You signed in with another tab or window. Reload to refresh your session.You signed out in another tab or window. Reload to refresh your session.You switched accounts on another tab or window. Reload to refresh your session.Dismiss alert
Hello, I am a tourist to your project. I think there is some low-hanging fruit / best practices standardization you can follow to help the world better consume your project.
Bless some official directories
I opened this ticket on the issue. It probably should have been a discussion instead, my apologies. There are already a few people chiming in who would find it beneficial. I think the questions you have to answer are:
Do you want to bless an official directory for storing the tldr-pages for system-wide/packager installation? What would it be on Windows?
Is the tldr.zip stored there or are decompressed pages stored there? Or do you want to do it like man and store individually compressed text files?
my own two cents: the singular zip file is good. It'll be fast to sync, you don't need to do all the filesystem ops to decompress, and clients will likely find it faster to read directly from the zip instead of hitting the filesystem directly
Is the tldr directory intended to be extended by 3rd parties dropping their own pages in there?
this is only relevant if you distribute it as a zip file, because then either you have to expect them to modify the zip (bad!) or extend the spec to instruct clients to look for additional zips. And I suspect you don't want to support this anyway because it looks like you've been very welcoming of new PRs.
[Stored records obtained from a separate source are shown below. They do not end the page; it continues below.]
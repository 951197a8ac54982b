//! # assocmem-core
//!
//! Classical Hopfield associative memory: store one target bit pattern
//! together with `p - 1` random interference patterns in a coupling matrix,
//! then recall the target from a corrupted copy with synchronous threshold
//! dynamics.
//!
//! ## Pipeline
//!
//! 1. [`PatternEncoder`] turns a grayscale image into a [`BipolarVector`].
//! 2. [`AssociativeMemory::memorize`] builds the [`CouplingMatrix`].
//! 3. [`AssociativeMemory::recall`] corrupts the target to the requested
//!    initial overlap and iterates until the overlap settles, producing a
//!    [`RecallTrajectory`].
//! 4. [`render`] turns the trajectory into frames, CSV and terminal charts.
//!
//! ### Example
//!
//! ```rust
//! use assocmem_core::{AssociativeMemory, BipolarVector, RecallConfig};
//!
//! let target = BipolarVector::new(vec![1, -1, 1, 1, -1, -1, 1, -1]).unwrap();
//! let mut memory = AssociativeMemory::new(target, 1234).unwrap();
//! memory.memorize(1).unwrap();
//!
//! let trajectory = memory.recall(&RecallConfig::new(0.5)).unwrap();
//! assert_eq!(trajectory.final_overlap(), 1.0);
//! ```
//!
//! The engine itself performs no I/O. Everything it produces is exposed as
//! plain owned data.

pub mod config;
pub mod hopfield;
pub mod pattern;
pub mod random;
pub mod render;
pub mod scan;
pub mod trajectory;

pub use config::{MemoryConfig, RecallConfig, RenderConfig, SimulationConfig};
pub use hopfield::{AssociativeMemory, CouplingMatrix, EngineState};
pub use pattern::{BipolarVector, EncodedPattern, PatternEncoder, PatternShape};
pub use random::{RandomSource, SeededSource};
pub use trajectory::{RecallParameters, RecallStep, RecallTrajectory, Termination};

#[derive(Debug, thiserror::Error)]
pub enum AssocMemError {
    #[error("Invalid parameter: {0}")]
    InvalidParameter(String),

    #[error("Recall requested before memorization")]
    NotReady,

    #[error("Dimension mismatch: expected {expected}, got {actual}")]
    DimensionMismatch { expected: usize, actual: usize },

    #[error("Pattern source error: {0}")]
    PatternSource(String),

    #[error("Configuration error: {0}")]
    Config(String),

    #[error("I/O error: {0}")]
    Io(#[from] std::io::Error),
}

pub type Result<T> = std::result::Result<T, AssocMemError>;

#[cfg(test)]
mod tests {
    use super::*;

    #[test]
    fn test_basic_recall_workflow() {
        let target = BipolarVector::new(vec![1, 1, -1, -1, 1, -1, 1, -1, 1, 1]).unwrap();
        let mut memory = AssociativeMemory::new(target.clone(), 7).unwrap();
        assert_eq!(memory.state(), EngineState::Uninitialized);

        memory.memorize(1).unwrap();
        assert_eq!(memory.state(), EngineState::Memorized);

        let trajectory = memory.recall(&RecallConfig::new(0.6)).unwrap();
        assert_eq!(trajectory.final_state(), &target);
        assert_eq!(memory.state(), EngineState::RecallComplete);
    }

    #[test]
    fn test_error_messages() {
        let err = AssocMemError::InvalidParameter("p must be >= 1".to_string());
        assert_eq!(err.to_string(), "Invalid parameter: p must be >= 1");

        let err = AssocMemError::DimensionMismatch {
            expected: 16,
            actual: 8,
        };
        assert_eq!(err.to_string(), "Dimension mismatch: expected 16, got 8");
    }
}
//! Output formatting utilities

use assocmem_core::hopfield::load_ratio;
use assocmem_core::scan::OverlapSeries;
use assocmem_core::{EncodedPattern, RecallTrajectory, Termination};
use colored::*;
use serde::Serialize;
use std::fmt::Display;

/// Chart size used for terminal output
pub const CHART_WIDTH: usize = 60;
pub const CHART_HEIGHT: usize = 12;

/// Format error message
pub fn format_error(msg: &str) -> String {
    format!("{} {}", "Error:".red().bold(), msg)
}

/// Format success message
pub fn format_success(msg: &str) -> String {
    format!("{} {}", "✓".green().bold(), msg)
}

/// Format warning message
pub fn format_warning(msg: &str) -> String {
    format!("{} {}", "Warning:".yellow().bold(), msg)
}

/// Format info message
pub fn format_info(msg: &str) -> String {
    format!("{} {}", "ℹ".blue().bold(), msg)
}

pub fn format_termination(termination: Termination) -> String {
    match termination {
        Termination::Converged { step } => format!("converged at step {}", step),
        Termination::StepBudgetExhausted => "step budget exhausted".to_string(),
    }
}

/// Summary block for one recall run
pub fn format_recall_summary(encoded: &EncodedPattern, trajectory: &RecallTrajectory) -> String {
    let parameters = trajectory.parameters();
    let termination = format_termination(trajectory.termination());
    let termination = if trajectory.converged() {
        termination.green()
    } else {
        termination.yellow()
    };

    format!(
        "\n{}\n  Units: {} ({}x{})\n  Patterns: {} (load {:.4})\n  Requested m0: {}\n  Initial overlap: {:.4}\n  Final overlap: {:.4}\n  Steps: {}\n  Termination: {}\n",
        "Recall Summary".bold().green(),
        encoded.len().to_string().cyan(),
        encoded.width(),
        encoded.height(),
        parameters.patterns.to_string().cyan(),
        load_ratio(parameters.patterns, encoded.len()),
        parameters.m0,
        trajectory.initial_overlap(),
        trajectory.final_overlap(),
        trajectory.updates(),
        termination
    )
}

/// One line per scan point
pub fn format_series_line<T: Display>(label: &str, series: &OverlapSeries<T>) -> String {
    format!(
        "  {} = {:<8} final m = {:>7.4}  steps = {:>3}  {}",
        label,
        series.parameter.to_string(),
        series.final_overlap(),
        series.updates(),
        format_termination(series.termination).dimmed()
    )
}

/// Machine-readable recall result
#[derive(Debug, Serialize)]
pub struct RecallReport<'a> {
    pub width: usize,
    pub height: usize,
    pub trajectory_overlaps: Vec<f64>,
    pub termination: Termination,
    pub parameters: assocmem_core::RecallParameters,
    #[serde(skip_serializing_if = "Option::is_none")]
    pub frames_dir: Option<&'a str>,
}

pub fn format_recall_json(report: &RecallReport<'_>) -> anyhow::Result<String> {
    serde_json::to_string_pretty(report)
        .map_err(|e| anyhow::anyhow!("Failed to serialize to JSON: {}", e))
}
Do you want to bless a per-user directory like clients have been using for their caches?
Localization
If you banish the localized pages from tldr.zip you can ship something like the tldr-pages.LANG.zip that you currently build alongside it. This lets users download only the data they're interested in, reduces the size of the archive the clients have to dig through, lets packagers reduce the size of what they're shipping and lets packagers automatically install the correct language support for a localized user.
Versioning on the filesystem
You can use versioned filenames and symlinks to support multiple versions of tldr pages installed on the same system. e.g. symlink tldr.zip and tldr-2.zip to tldr-2.3.zip.
Don't change published artifacts!
I see there has been some iteration on this already (e.g. #12048). You've learned the hard way that it's bad to check zip files into a git repository. I want to add that it is considered improper/impolite/inappropriate to change an artifact after you've released it. Right now you're clobbering the same tldr.zip filename with every release, multiple times a day, and don't seem to provide a versioned history of the file. It is a better practice to instead:
come up with a unique name for each release. A couple of ideas here are the git commit ID, an incrementing serial number, or a YYYMMDDXX timestamp (where XX Is a serial number for the releases done on that day).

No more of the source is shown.